> Dataset entries:
□ □ □ □

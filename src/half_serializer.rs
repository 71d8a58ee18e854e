//! Serialization for one `next` producer racing with terminal signals.
//!
//! Cheaper than a drain loop: no queue, just a counter and an error slot. It
//! fits operators where items come from a single thread and only a terminal
//! event (an error, a completion, a boundary) can arrive from elsewhere.
use std::{
  cell::UnsafeCell,
  sync::atomic::{AtomicUsize, Ordering},
};

use crate::{error::undeliverable, error_slot::FirstError, observer::Observer};

pub struct HalfSerializer<O, Err> {
  wip: AtomicUsize,
  error: FirstError<Err>,
  observer: UnsafeCell<O>,
}

// SAFETY: `observer` is only touched by the thread that moved `wip` off zero.
unsafe impl<O: Send, Err: Send> Send for HalfSerializer<O, Err> {}
unsafe impl<O: Send, Err: Send> Sync for HalfSerializer<O, Err> {}

impl<O, Err> HalfSerializer<O, Err> {
  pub fn new(observer: O) -> Self {
    Self { wip: AtomicUsize::new(0), error: FirstError::new(), observer: UnsafeCell::new(observer) }
  }

  /// Runs `f` on the observer unless another signal is in flight or a
  /// terminal was delivered. A terminal deposited meanwhile is delivered
  /// before returning.
  ///
  /// Only one thread may call this (and so `next`) at a time. Returns whether
  /// `f` ran.
  pub fn emit<Item>(&self, f: impl FnOnce(&mut O)) -> bool
  where
    O: Observer<Item, Err>,
  {
    if self.wip.load(Ordering::Acquire) != 0
      || self.wip.compare_exchange(0, 1, Ordering::AcqRel, Ordering::Acquire).is_err()
    {
      return false;
    }
    // SAFETY: we moved `wip` from 0 to 1.
    f(unsafe { &mut *self.observer.get() });
    if self.wip.fetch_sub(1, Ordering::AcqRel) != 1 {
      self.deliver_terminal::<Item>();
    }
    true
  }

  #[inline]
  pub fn next<Item>(&self, value: Item) -> bool
  where
    O: Observer<Item, Err>,
  {
    self.emit::<Item>(|o: &mut O| o.next(value))
  }

  /// Records `err` as the terminal signal if none came first; otherwise it is
  /// reported as undeliverable.
  pub fn error<Item>(&self, err: Err)
  where
    O: Observer<Item, Err>,
  {
    match self.error.try_set(err) {
      Ok(()) => {
        if self.wip.fetch_add(1, Ordering::AcqRel) == 0 {
          self.deliver_terminal::<Item>();
        }
      }
      Err(err) => undeliverable(err),
    }
  }

  pub fn complete<Item>(&self)
  where
    O: Observer<Item, Err>,
  {
    if self.wip.fetch_add(1, Ordering::AcqRel) == 0 {
      self.deliver_terminal::<Item>();
    }
  }

  pub fn is_terminated(&self) -> bool { self.error.is_terminated() }

  fn deliver_terminal<Item>(&self)
  where
    O: Observer<Item, Err>,
  {
    if self.error.is_terminated() {
      return;
    }
    // SAFETY: only the thread that saw `wip` reach a non-zero value from zero
    // (or the emitter that found a deposited terminal) gets here, and `wip`
    // never returns to zero afterwards.
    let observer = unsafe { &mut *self.observer.get() };
    match self.error.terminate() {
      Some(err) => observer.error(err),
      None => observer.complete(),
    }
  }
}

#[cfg(test)]
mod tests {
  use std::{
    sync::{
      atomic::{AtomicBool, AtomicUsize},
      Arc,
    },
    thread,
  };

  use super::*;
  use crate::observer::Upstream;

  #[derive(Default)]
  struct Probe {
    nexts: usize,
    terminals: Arc<AtomicUsize>,
    after_terminal: Arc<AtomicBool>,
    errored: bool,
  }

  impl Observer<usize, &'static str> for Probe {
    fn on_subscribe(&mut self, _: Upstream<usize, &'static str>) {}

    fn next(&mut self, _: usize) {
      if self.terminals.load(Ordering::SeqCst) > 0 {
        self.after_terminal.store(true, Ordering::SeqCst);
      }
      self.nexts += 1;
    }

    fn error(&mut self, _: &'static str) {
      self.errored = true;
      self.terminals.fetch_add(1, Ordering::SeqCst);
    }

    fn complete(&mut self) { self.terminals.fetch_add(1, Ordering::SeqCst); }
  }

  #[rxcore_macro::test]
  fn next_then_complete() {
    let serializer = HalfSerializer::new(Probe::default());
    assert!(serializer.next(1usize));
    serializer.complete::<usize>();
    assert!(!serializer.next(2usize));
    serializer.complete::<usize>();
    assert!(serializer.is_terminated());
  }

  #[rxcore_macro::test]
  fn error_and_complete_race_delivers_once() {
    for _ in 0..200 {
      let probe = Probe::default();
      let terminals = probe.terminals.clone();
      let late = probe.after_terminal.clone();
      let serializer = Arc::new(HalfSerializer::new(probe));

      let s = serializer.clone();
      let producer = thread::spawn(move || {
        for i in 0..100usize {
          s.next(i);
        }
      });
      let s = serializer.clone();
      let failing = thread::spawn(move || s.error::<usize>("boom"));
      serializer.complete::<usize>();

      producer.join().unwrap();
      failing.join().unwrap();
      assert_eq!(terminals.load(Ordering::SeqCst), 1);
      assert!(!late.load(Ordering::SeqCst));
    }
  }

  #[rxcore_macro::test]
  fn error_deposited_during_next_is_delivered_by_emitter() {
    let serializer = Arc::new(HalfSerializer::new(Probe::default()));
    let inner = serializer.clone();
    serializer.emit::<usize>(|probe| {
      probe.nexts += 1;
      inner.error::<usize>("late");
      assert_eq!(probe.terminals.load(Ordering::SeqCst), 0);
    });
    drop(inner);
    let probe = Arc::try_unwrap(serializer).ok().unwrap().observer.into_inner();
    assert!(probe.errored);
    assert_eq!(probe.terminals.load(Ordering::SeqCst), 1);
  }
}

□ □ □ □

> About this task:
Write out every entry again so that each line matches the original exactly.

> Reply to the exercise:
filename src/half_serializer.rs
repository 71d8a58ee18e854e
//! Serialization for one `next` producer racing with terminal signals.
//!
//! Cheaper than a drain loop: no queue, just a counter and an error slot. It
//! fits operators where items come from a single thread and only a terminal
//! event (an error, a completion, a boundary) can arrive from elsewhere.
use std::{
  cell::UnsafeCell,
  sync::atomic::{AtomicUsize, Ordering},
};

use crate::{error::undeliverable, error_slot::FirstError, observer::Observer};

pub struct HalfSerializer<O, Err> {
  wip: AtomicUsize,
  error: FirstError<Err>,
  observer: UnsafeCell<O>,
}

// SAFETY: `observer` is only touched by the thread that moved `wip` off zero.
unsafe impl<O: Send, Err: Send> Send for HalfSerializer<O, Err> {}
unsafe impl<O: Send, Err: Send> Sync for HalfSerializer<O, Err> {}

impl<O, Err> HalfSerializer<O, Err> {
  pub fn new(observer: O) -> Self {
    Self { wip: AtomicUsize::new(0), error: FirstError::new(), observer: UnsafeCell::new(observer) }
  }

  /// Runs `f` on the observer unless another signal is in flight or a
  /// terminal was delivered. A terminal deposited meanwhile is delivered
  /// before returning.
  ///
  /// Only one thread may call this (and so `next`) at a time. Returns whether
  /// `f` ran.
  pub fn emit<Item>(&self, f: impl FnOnce(&mut O)) -> bool
  where
    O: Observer<Item, Err>,
  {
    if self.wip.load(Ordering::Acquire) != 0
      || self.wip.compare_exchange(0, 1, Ordering::AcqRel, Ordering::Acquire).is_err()
    {
      return false;
    }
    // SAFETY: we moved `wip` from 0 to 1.
    f(unsafe { &mut *self.observer.get() });
    if self.wip.fetch_sub(1, Ordering::AcqRel) != 1 {
      self.deliver_terminal::<Item>();
    }
    true
  }

  #[inline]
  pub fn next<Item>(&self, value: Item) -> bool
  where
    O: Observer<Item, Err>,
  {
    self.emit::<Item>(|o: &mut O| o.next(value))
  }

  /// Records `err` as the terminal signal if none came first; otherwise it is
  /// reported as undeliverable.
  pub fn error<Item>(&self, err: Err)
  where
    O: Observer<Item, Err>,
  {
    match self.error.try_set(err) {
      Ok(()) => {
        if self.wip.fetch_add(1, Ordering::AcqRel) == 0 {
          self.deliver_terminal::<Item>();
        }
      }
      Err(err) => undeliverable(err),
    }
  }

  pub fn complete<Item>(&self)
  where
    O: Observer<Item, Err>,
  {
    if self.wip.fetch_add(1, Ordering::AcqRel) == 0 {
      self.deliver_terminal::<Item>();
    }
  }

  pub fn is_terminated(&self) -> bool { self.error.is_terminated() }

  fn deliver_terminal<Item>(&self)
  where
    O: Observer<Item, Err>,
  {
    if self.error.is_terminated() {
      return;
    }
    // SAFETY: only the thread that saw `wip` reach a non-zero value from zero
    // (or the emitter that found a deposited terminal) gets here, and `wip`
    // never returns to zero afterwards.
    let observer = unsafe { &mut *self.observer.get() };
    match self.error.terminate() {
      Some(err) => observer.error(err),
      None => observer.complete(),
    }
  }
}

#[cfg(test)]
mod tests {
  use std::{
    sync::{
      atomic::{AtomicBool, AtomicUsize},
      Arc,
    },
    thread,
  };

  use super::*;
  use crate::observer::Upstream;

  #[derive(Default)]
  struct Probe {
    nexts: usize,
    terminals: Arc<AtomicUsize>,
    after_terminal: Arc<AtomicBool>,
    errored: bool,
  }

  impl Observer<usize, &'static str> for Probe {
    fn on_subscribe(&mut self, _: Upstream<usize, &'static str>) {}

    fn next(&mut self, _: usize) {
      if self.terminals.load(Ordering::SeqCst) > 0 {
        self.after_terminal.store(true, Ordering::SeqCst);
      }
      self.nexts += 1;
    }

    fn error(&mut self, _: &'static str) {
      self.errored = true;
      self.terminals.fetch_add(1, Ordering::SeqCst);
    }

    fn complete(&mut self) { self.terminals.fetch_add(1, Ordering::SeqCst); }
  }

  #[rxcore_macro::test]
  fn next_then_complete() {
    let serializer = HalfSerializer::new(Probe::default());
    assert!(serializer.next(1usize));
    serializer.complete::<usize>();
    assert!(!serializer.next(2usize));
    serializer.complete::<usize>();
    assert!(serializer.is_terminated());
  }

  #[rxcore_macro::test]
  fn error_and_complete_race_delivers_once() {
    for _ in 0..200 {
      let probe = Probe::default();
      let terminals = probe.terminals.clone();
      let late = probe.after_terminal.clone();
      let serializer = Arc::new(HalfSerializer::new(probe));

      let s = serializer.clone();
      let producer = thread::spawn(move || {
        for i in 0..100usize {
          s.next(i);
        }
      });
      let s = serializer.clone();
      let failing = thread::spawn(move || s.error::<usize>("boom"));
      serializer.complete::<usize>();

      producer.join().unwrap();
      failing.join().unwrap();
      assert_eq!(terminals.load(Ordering::SeqCst), 1);
      assert!(!late.load(Ordering::SeqCst));
    }
  }

  #[rxcore_macro::test]
  fn error_deposited_during_next_is_delivered_by_emitter() {
    let serializer = Arc::new(HalfSerializer::new(Probe::default()));
    let inner = serializer.clone();
    serializer.emit::<usize>(|probe| {
      probe.nexts += 1;
      inner.error::<usize>("late");
      assert_eq!(probe.terminals.load(Ordering::SeqCst), 0);
    });
    drop(inner);
    let probe = Arc::try_unwrap(serializer).ok().unwrap().observer.into_inner();
    assert!(probe.errored);
    assert_eq!(probe.terminals.load(Ordering::SeqCst), 1);
  }
}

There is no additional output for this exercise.